Poderia se pensar que os hinos de Paul Gerhardt, por serem de caráter subjetivo, pudessem ter caído para um sentimentalismo firmado na pessoa ao invés de firmar-se na objetividade da Palavra de Deus. Mas isso não aconteceu. Podemos ver isso no hino “Ó fronte ensanguentada”, que estamos contrapondo ao “Castelo Forte”.
· Na primeira estrofe sou levado a cantar: “Ó fronte outrora ornada/de eterna glória e luz,/agora desprezada…”. Podemos ver que aqui, de maneira figurada, Paul Gerhard mostra a humilhação de Cristo em ir até a morte por mim.
· A segunda estrofe inicia de maneira contemplativa: “Ó rosto glorioso,/que sempre fez tremer/o mundo poderoso, fizeram-te sofrer!”. Aqui o autor mostra claramente que Jesus carrega os pecados de todo mundo até a cruz.
· Na terceira estrofe sou lembrado: “eu mesmo sou culpado/de tua cruz, Senhor”. Aqui Paul Gerhard expressa que Jesus assume a minha culpa para morrer pelos meus pecados.
· Na quarta estrofe sou lembrado: “Pertenço ao teu rebanho/Jesus, meu bom Pastor”, ou seja, Jesus me reúne ao seu povo.
· Na quinta estrofe sou lembrando de que tenho motivo para seguir Jesus, pois “A fim de me remir/a própria vida deste”.
· A sexta estrofe me apresenta a motivação para que eu louve ao Senhor: “Penhor tão precioso/me vem da tua cruz!/Por este dom gracioso/te louvo, meu Jesus”.
· Diante da morte que assolava a Alemanha, Paul Gerhard trouxe conforto também para este momento final da vida. Na estrofe sete, posso cantar: “Perfeita garantia / na morte me vieste dar./Que toda a tua angústia/me livre da aflição:/e o diabo e sua astúcia/não mais me afligirão”. E na estrofe oito, sou lembrado de que Jesus, com sua dor, se tornou “meu escudo forte,/glorioso Vencedor” e que, “Assim é bom morrer!”.
O período da Guerra dos Trinta Anos e os anos que se seguiram têm algumas coisas a nos ensinar para este nosso tempo de pandemia. Podemos começar dizendo que naquela vez foi muito pior do que hoje. Apesar de não termos o remédio ideal para a Covid-19, temos medicina, hospitais e recursos muito melhores atualmente. Os meios de comunicação hoje também nos favorecem a transmissão da Palavra de Deus, o que no século dezessete era inimaginável.

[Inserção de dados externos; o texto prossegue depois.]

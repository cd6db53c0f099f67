/*!
 * Signal Bridge
 * Schedules safe signal handling on the loop thread from interrupt context
 */

use super::types::{CommandRequest, Dispatcher, Signal, SignalAction};
use crate::reactor::EventLoop;
use log::{debug, error, info, warn};
use std::sync::Arc;

/// Diagnostic written straight to fd 2 when deferral itself fails
pub const SIGNAL_PANIC_MSG: &[u8] = b"CRITICAL: Failed to handle signal safely\n";

/// Last-resort exit used when a signal cannot be deferred to the loop.
///
/// The process is in an unknown state at that point, so the contract is
/// write-and-exit with signal-safe primitives only: no unwinding, no
/// destructors, no allocation.
pub trait Emergency: Send + Sync {
    fn fail_fast(&self);
}

/// Production emergency path: raw write to stderr, then immediate exit
#[derive(Debug, Default, Clone, Copy)]
pub struct ProcessEmergency;

impl Emergency for ProcessEmergency {
    fn fail_fast(&self) {
        // SAFETY: write(2) and _exit(2) are async-signal-safe; no Rust
        // runtime machinery runs after this point.
        unsafe {
            libc::write(
                libc::STDERR_FILENO,
                SIGNAL_PANIC_MSG.as_ptr().cast(),
                SIGNAL_PANIC_MSG.len(),
            );
            libc::_exit(1);
        }
    }
}

/// Bridges OS signal delivery onto the loop thread.
///
/// [`signal`](SignalBridge::signal) is the only entry point safe in
/// interrupt context; everything else runs with full loop-thread safety.
/// Each delivered signal flows raised -> scheduled -> handled exactly once.
#[derive(Clone)]
pub struct SignalBridge {
    event_loop: Arc<dyn EventLoop>,
    dispatcher: Arc<dyn Dispatcher>,
    emergency: Arc<dyn Emergency>,
}

impl SignalBridge {
    pub fn new(event_loop: Arc<dyn EventLoop>, dispatcher: Arc<dyn Dispatcher>) -> Self {
        Self {
            event_loop,
            dispatcher,
            emergency: Arc::new(ProcessEmergency),
        }
    }

    /// Replace the emergency path (tests observe it instead of dying)
    #[must_use]
    pub fn with_emergency(mut self, emergency: Arc<dyn Emergency>) -> Self {
        self.emergency = emergency;
        self
    }

    /// Interrupt-context entry point.
    ///
    /// Does exactly one thing: hand `handle_in_main_thread(signum)` to the
    /// loop's signal-safe scheduling primitive. No lookups, no formatting,
    /// no logging here; any of those may contend for locks held by the
    /// interrupted thread.
    pub fn signal(&self, signum: i32) {
        let bridge = self.clone();
        let scheduled = self
            .event_loop
            .schedule_from_signal(Box::new(move || bridge.handle_in_main_thread(signum)));
        if scheduled.is_err() {
            self.emergency.fail_fast();
        }
    }

    /// Loop-thread half of a signal delivery
    pub fn handle_in_main_thread(&self, signum: i32) {
        let signal = match Signal::from_number(signum) {
            Ok(signal) => signal,
            Err(_) => {
                warn!("ignoring unsupported signal {}", signum);
                return;
            }
        };

        info!("Got signal {}", signal.canonical_name());

        let request = match signal.action() {
            SignalAction::Quit => CommandRequest::quit(),
            SignalAction::ReloadGraceful => CommandRequest::reload_graceful(),
            SignalAction::Ignore => {
                debug!("no handler mapped for {}", signal.canonical_name());
                return;
            }
        };

        match serde_json::to_vec(&request) {
            Ok(payload) => self.dispatcher.dispatch(&payload),
            Err(err) => error!("could not serialize {} command: {}", request.command, err),
        }
    }
}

Onde está Deus nesta pandemia? Ele está conosco, assim como esteve no tempo da Guerra dos Trinta Anos. Naquela vez, ele esteve no conforto que Deus deu através dos hinos de Paul Gerhardt e na sua Palavra pregada e anunciada por muitas pessoas. Deus esteve naqueles que, em meio à peste, fome e morte, estenderam sua mão para acolher os que estavam angustiados e doentes. E hoje, onde está Deus? Ele está na Palavra que é anunciada nas devoções domésticas, ele está na Palavra que é anunciada pelas mídias sociais, ele está em nossos hinos que podemos cantar ou ler. Aí está Deus, nos garantindo que, apesar da pandemia, a vida eterna continua segura, aguardando nossa vez de partir e estar com “Cristo, o que é incomparavelmente melhor” (Fp 1.23).
Os hinos de Paul Gerhardt parecem que foram escritos para esses tempos atuais de pandemia. Eles falam ao coração, mostrando-nos Jesus como nosso Salvador pessoal. Aquela “fronte ensanguentada” de Jesus na cruz é o sofrimento que Jesus passou por causa dos meus pecados. E o sofrimento pelo qual passo agora posso suportar, cantando com Paul Gerhardt: “Que toda a tua angústia/me livre da aflição” (estr. 7). Deus, livra-me da aflição da pandemia, mas, principalmente, da aflição causada pelo pecado, o que só Jesus pode fazer.